For the parents of these teens, please help them to gain some perspective in life.  Perhaps you are more anxious than your teenage children about their future.  If this is true for you, take a breath and examine your own life.  Take an inventory of your achievements and failures.  Would you not agree that your own success has do with your willingness to take risks and fail at times?  Our children are so deathly afraid to fail that they have developed an aversion to take on any risks that may lead to any kind of failure.    Denise Pope, PhD. from Stanford University echoes this sentiment in her book “Doing School: How we are creating a generation of stressed out, materialistic, and miseducated students” where she says that out of our own anxiety about staying on top of our educational achievement, we are creating a generation of Stanford educated students who do not know how to be creative and become leaders of our community.  Rather, we are raising a generation of children who are good at jumping through the hoops to get better grades. 


My point is simply let’s give some room to our teenagers to explore, and even dare to fail at their first attempts to figure out what it is that they think they want to contribute to the world and hopefully leave it better than the way they found it.  In order for the grownups to witness this process, we better understand that “life is a marathon, not a sprint.”  

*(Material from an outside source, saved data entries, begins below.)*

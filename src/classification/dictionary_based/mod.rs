//! Dictionary-based classifiers.
//!
//! Series are turned into bags of SFA words and compared by word counts.

mod boss;
mod cboss;
mod sfa;

pub use boss::{boss_distance, BOSSEnsemble, IndividualBOSS};
pub use cboss::ContractableBOSS;
pub use sfa::{Bag, BinningMethod, SFA};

Thursday, January 19, 2012

Culture-Bound Syndromes

In addition to Western psychiatric disorders, Asian Americans also may experience culture-bound syndromes, such as shinjing shauariuo and hwa-byung.  These syndroms may draw upon Asian persons' mind-body connection.  In many Asian cultures, the mental ill are so stigmatized that sufferers may experience their anxieties as physical aches and pains

SHENJING SHUAIRUO, or neurasthenia, is a medical disorder triggered by stress.  The symptoms include sensation of pain or numbness, chronic fatigue, weakness, anxiety, and fainting.  Neurasthenia is an acceptable medical diagnosis because it conveys distress without the stigma associated with a psychiatric diagnosis.  

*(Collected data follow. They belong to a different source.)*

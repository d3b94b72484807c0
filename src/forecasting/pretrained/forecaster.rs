//! Adapter that fine-tunes and forecasts with a pretrained model.

use super::config::{FitStrategy, ModelConfig, PretrainedForecasterConfig, TrainingArguments};
use super::dataset::WindowedDataset;
use super::model::{GenerateInputs, ModelHub, PretrainedModel, Trainer, TrainingSummary};
use crate::base::{FitState, ForecastContext, Forecaster, ForecasterCapabilities};
use crate::core::{ForecastingHorizon, TimePoint, TimeSeries};
use crate::error::{EstimatorError, Result};
use crate::utils::{check_horizon_out_of_sample, compute_metrics, Metric};
use rand::rngs::StdRng;
use rand::SeedableRng;
use std::collections::BTreeMap;
use tracing::{debug, info, warn};

/// Seed used when the adapter is deterministic.
pub const DETERMINISTIC_SEED: u64 = 42;

/// Bound applied to backbone parameters after loading.
const BACKBONE_CLAMP: f64 = 1000.0;

/// Parameter scope of the backbone.
const BACKBONE_SCOPE: &str = "model";

struct PretrainedFit {
    context: ForecastContext,
    model: Box<dyn PretrainedModel>,
    model_config: ModelConfig,
    mismatched_keys: Vec<String>,
    summary: Option<TrainingSummary>,
}

type LoadedModel = (Box<dyn PretrainedModel>, ModelConfig, Vec<String>);

/// Forecaster backed by a pretrained probabilistic sequence model.
///
/// `fit` loads the model through a [`ModelHub`] with a configuration adapted
/// to the exogenous data, reinitialises weights whose shapes changed and,
/// depending on the fit strategy, fine-tunes with a [`Trainer`]. `predict`
/// averages sample paths produced by the model.
pub struct PretrainedForecaster {
    config: PretrainedForecasterConfig,
    hub: Box<dyn ModelHub>,
    trainer: Box<dyn Trainer>,
    state: FitState<PretrainedFit>,
}

impl PretrainedForecaster {
    pub fn new(
        config: PretrainedForecasterConfig,
        hub: Box<dyn ModelHub>,
        trainer: Box<dyn Trainer>,
    ) -> Self {
        Self {
            config,
            hub,
            trainer,
            state: FitState::Unfitted,
        }
    }

    pub fn config(&self) -> &PretrainedForecasterConfig {
        &self.config
    }

    /// Model configuration used in the last fit.
    pub fn model_config(&self) -> Option<&ModelConfig> {
        self.state.as_option().map(|f| &f.model_config)
    }

    /// The fitted model.
    pub fn model(&self) -> Option<&dyn PretrainedModel> {
        self.state.as_option().map(|f| f.model.as_ref())
    }

    /// Keys reported as mismatched when loading.
    pub fn mismatched_keys(&self) -> &[String] {
        self.state
            .as_option()
            .map(|f| f.mismatched_keys.as_slice())
            .unwrap_or(&[])
    }

    /// Whether the last fit ran the trainer.
    pub fn trained(&self) -> bool {
        self.training_summary().is_some()
    }

    pub fn training_summary(&self) -> Option<&TrainingSummary> {
        self.state.as_option().and_then(|f| f.summary.as_ref())
    }

    fn rng(&self) -> StdRng {
        if self.config.deterministic {
            StdRng::seed_from_u64(DETERMINISTIC_SEED)
        } else {
            StdRng::from_entropy()
        }
    }

    /// Load the model, freeze it and reinitialise mismatched weights.
    fn load(&self, x: Option<&TimeSeries>) -> Result<LoadedModel> {
        let path = &self.config.model_path;
        let pretrained = self.hub.load_config(path)?;
        let model_config = pretrained
            .merged(&self.config.config)?
            .for_exogenous(x.map_or(0, |x| x.dimensions()));
        debug!(
            model_path = %path,
            context_length = model_config.context_length,
            prediction_length = model_config.prediction_length,
            num_dynamic_real_features = model_config.num_dynamic_real_features,
            "merged model configuration"
        );

        let (mut model, load_info) = self.hub.load_model(path, &model_config)?;
        let mismatched: Vec<String> = load_info
            .mismatched_keys
            .iter()
            .map(|m| m.key.clone())
            .collect();
        info!(
            model_path = %path,
            mismatched = mismatched.len(),
            "loaded pretrained model"
        );

        let params = model.parameters_mut();
        params.freeze_all();
        params.clamp_scope(BACKBONE_SCOPE, -BACKBONE_CLAMP, BACKBONE_CLAMP)?;
        for m in &load_info.mismatched_keys {
            let weight = params.reinit_mismatched(&m.key)?;
            debug!(
                key = %m.key,
                weight = weight.name(),
                checkpoint_shape = ?m.checkpoint_shape,
                model_shape = ?m.model_shape,
                "reinitialised mismatched parameter"
            );
        }

        Ok((model, model_config, mismatched))
    }

    fn datasets(
        &self,
        y: &TimeSeries,
        x: Option<&TimeSeries>,
        model_config: &ModelConfig,
    ) -> Result<(WindowedDataset, Option<WindowedDataset>)> {
        let all = WindowedDataset::from_series(
            y,
            x,
            model_config.window_length(),
            model_config.prediction_length,
        )?;
        match self.config.validation_split {
            Some(split) => {
                let at = (y.len() as f64 * (1.0 - split)).floor() as usize;
                let (train, eval) = all.split_at(at)?;
                Ok((train, Some(eval)))
            }
            None => Ok((all, None)),
        }
    }

    /// Point forecasts for each window of `eval`, scored against its
    /// future values.
    fn evaluate(
        &self,
        model: &dyn PretrainedModel,
        eval: &WindowedDataset,
        metrics: &[Metric],
    ) -> Result<BTreeMap<String, f64>> {
        let mut rng = self.rng();
        let mut actual = Vec::new();
        let mut predicted = Vec::new();
        for window in eval {
            let inputs = GenerateInputs {
                past_values: window.past_values,
                past_time_features: window.past_time_features,
                future_time_features: window.future_time_features,
                past_observed_mask: window.past_observed_mask,
                prediction_length: eval.horizon(),
            };
            predicted.extend(model.generate(&inputs, &mut rng)?.mean(eval.horizon())?);
            actual.extend(window.future_values);
        }
        compute_metrics(metrics, &actual, &predicted)
    }

    fn future_features(
        &self,
        fitted: &PretrainedFit,
        x: Option<&TimeSeries>,
        prediction_length: usize,
    ) -> Result<Vec<Vec<f64>>> {
        let expected = fitted.context.x.as_ref().map(|x| x.dimensions());
        match (x, expected) {
            (None, None) => Ok(vec![Vec::new(); prediction_length]),
            (Some(x), Some(columns)) => {
                if x.dimensions() != columns {
                    return Err(EstimatorError::DimensionMismatch {
                        expected: columns,
                        got: x.dimensions(),
                    });
                }
                let rows = x.rows();
                if rows.is_empty() {
                    return Err(EstimatorError::EmptyData);
                }
                if rows.len() < prediction_length {
                    warn!(
                        supplied = rows.len(),
                        prediction_length,
                        "future exogenous data shorter than the horizon; repeating rows cyclically"
                    );
                }
                Ok(rows.iter().cycle().take(prediction_length).cloned().collect())
            }
            (None, Some(_)) => Err(EstimatorError::InvalidParameter(
                "exogenous data used in fit must also be passed to predict".to_string(),
            )),
            (Some(_), None) => Err(EstimatorError::InvalidParameter(
                "exogenous data passed to predict but not to fit".to_string(),
            )),
        }
    }
}

impl Forecaster for PretrainedForecaster {
    fn fit(
        &mut self,
        y: &TimeSeries,
        x: Option<&TimeSeries>,
        fh: Option<&ForecastingHorizon>,
    ) -> Result<()> {
        let strategy = self.config.validate()?;
        let context = ForecastContext::new(y, x, fh)?;
        if y.dimensions() != 1 {
            return Err(EstimatorError::DimensionMismatch {
                expected: 1,
                got: y.dimensions(),
            });
        }
        self.state.reset();

        let (mut model, model_config, mismatched_keys) = self.load(x)?;
        let (train, eval) = self.datasets(y, x, &model_config)?;
        let args = TrainingArguments::from_map(&self.config.training_args)?;

        let train_now = match strategy {
            FitStrategy::Minimal => !mismatched_keys.is_empty(),
            FitStrategy::Full => {
                model.parameters_mut().unfreeze_all();
                true
            }
        };
        info!(
            strategy = %strategy,
            train = train_now,
            train_windows = train.len(),
            eval_windows = eval.as_ref().map_or(0, |e| e.len()),
            "pretrained forecaster fit plan"
        );

        let summary = if train_now {
            let mut summary = self
                .trainer
                .train(model.as_mut(), &args, &train, eval.as_ref())?;
            if let Some(eval) = eval.as_ref().filter(|e| !e.is_empty()) {
                if !self.config.compute_metrics.is_empty() {
                    let metrics =
                        self.evaluate(model.as_ref(), eval, &self.config.compute_metrics)?;
                    summary.metrics.extend(metrics);
                }
            }
            info!(
                steps = summary.steps,
                train_loss = ?summary.train_loss,
                eval_loss = ?summary.eval_loss,
                metrics = ?summary.metrics,
                "training finished"
            );
            Some(summary)
        } else {
            None
        };

        self.state.set(PretrainedFit {
            context,
            model,
            model_config,
            mismatched_keys,
            summary,
        });
        Ok(())
    }

    fn predict(
        &self,
        fh: Option<&ForecastingHorizon>,
        x: Option<&TimeSeries>,
    ) -> Result<TimeSeries> {
        let fitted = self.state.get()?;
        let fh = fitted.context.resolve_fh(fh)?;
        check_horizon_out_of_sample(fh, self.name())?;

        let prediction_length = fh.max_step() as usize;
        let window = fitted.model_config.window_length();
        let history = &fitted.context.y;

        let past_time_features = match &fitted.context.x {
            Some(x) => {
                let rows = x.rows();
                let start = rows.len().saturating_sub(window);
                rows[start..].to_vec()
            }
            None => vec![Vec::new(); window],
        };

        let past_values = history.primary_values().to_vec();
        let inputs = GenerateInputs {
            past_observed_mask: past_values.iter().map(|v| !v.is_nan()).collect(),
            past_values,
            past_time_features,
            future_time_features: self.future_features(fitted, x, prediction_length)?,
            prediction_length,
        };

        let mut rng = self.rng();
        let output = fitted.model.generate(&inputs, &mut rng)?;
        let means = output.mean(prediction_length)?;
        debug!(
            prediction_length,
            samples = output.sequences.len(),
            "generated forecast paths"
        );
        fitted.context.select_horizon(fh, &means)
    }

    fn capabilities(&self) -> ForecasterCapabilities {
        ForecasterCapabilities {
            exogenous: true,
            ..Default::default()
        }
    }

    fn cutoff(&self) -> Option<TimePoint> {
        self.state.as_option().and_then(|f| f.context.y.cutoff())
    }

    fn name(&self) -> &str {
        "PretrainedForecaster"
    }
}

HWA-BYUNG, or "fire-illness," is a Korean folk illness.  Sufferers report such symptoms as a heavy feeling in the chest, sleeplessness, hot flushes, cold flushes, and blurred vision.  It is thought that hwa-byung might serve to provide sufferers with a way to conceptualize and resolve emotional distress. 

Tuesday, January 3, 2012

Getting Help

Such barriers as language, culture and little access to care keep many Asian Americans from receiving help for mental illness.  Asian Americans as a group are unlikely to seek help for mental illness from any source, and when they do they report low levels of satisfaction, according to as-yet-unpublished research by Takeuchi and Jennifer Abe-Kim, PhD, an associate psychology professors at Loyola Marymount University.

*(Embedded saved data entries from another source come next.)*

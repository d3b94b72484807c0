//! Error types for the ts-estimators library.

use thiserror::Error;

/// Result type alias for estimator operations.
pub type Result<T> = std::result::Result<T, EstimatorError>;

/// Errors that can occur while fitting or applying an estimator.
#[derive(Error, Debug, Clone, PartialEq)]
pub enum EstimatorError {
    /// Input data is empty.
    #[error("empty input data")]
    EmptyData,

    /// Insufficient data points for the operation.
    #[error("insufficient data: need at least {needed}, got {got}")]
    InsufficientData { needed: usize, got: usize },

    /// Invalid parameter value.
    #[error("invalid parameter: {0}")]
    InvalidParameter(String),

    /// Dimension mismatch between data structures.
    #[error("dimension mismatch: expected {expected}, got {got}")]
    DimensionMismatch { expected: usize, got: usize },

    /// Two series that must share a time index do not.
    #[error("time index mismatch: {0}")]
    IndexMismatch(String),

    /// Estimator has not been fitted yet.
    #[error("estimator must be fitted before use")]
    NotFitted,

    /// Missing values detected when not allowed.
    #[error("missing values detected in data")]
    MissingValues,

    /// Frequency inference failed.
    #[error("could not infer frequency: {0}")]
    FrequencyInference(String),

    /// Index out of bounds.
    #[error("index out of bounds: {index} (size: {size})")]
    IndexOutOfBounds { index: usize, size: usize },

    /// Fit strategy name not recognised.
    #[error("unknown fit strategy: {0:?} (expected \"minimal\" or \"full\")")]
    UnknownFitStrategy(String),

    /// The estimator does not support the requested operation.
    #[error("unsupported capability: {0}")]
    UnsupportedCapability(String),

    /// No forecasting horizon passed to either fit or predict.
    #[error("forecasting horizon must be passed to fit or predict")]
    HorizonRequired,

    /// A compositor has no forecaster registered for the detected category.
    #[error("no forecaster provided for series of category {0:?}")]
    NoForecasterForCategory(String),

    /// Configuration could not be parsed or merged.
    #[error("configuration error: {0}")]
    Config(String),

    /// Error reported by an external model, hub or trainer.
    #[error("model error: {0}")]
    Model(String),

    /// Computation error (e.g., numerical issues).
    #[error("computation error: {0}")]
    ComputationError(String),
}

impl From<serde_json::Error> for EstimatorError {
    fn from(err: serde_json::Error) -> Self {
        EstimatorError::Config(err.to_string())
    }
}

So how can the mental health community reach out to this group?

"Education," says Abe-Kim. "A lot of immigrants aren't aware of resources."

From my own experience, working with medical providers is particularly important because they are usually the first or only professionals seen by most immigrant and U.S. born Asian Americans with mental illness.  Furthermore, I would say mental health service providers need to go where the people are at such as schools, churches or community centers.  For example, Cut It Out, a national program originally created by antidomestic violence groups in Alabama, is working to prevent domestic violence by reaching out to women in nail salons.

Takeuchi and Abe-Kim say many cultural and mental health issue still need to be examined.  But, as for many minorities, the essential issue remains, in Takeuchi's words, "How do you fit into society?  How do people from different racial and ethnic groups find a "place" or a sense of belonging in thier neighborhodds, schools, or workplace?"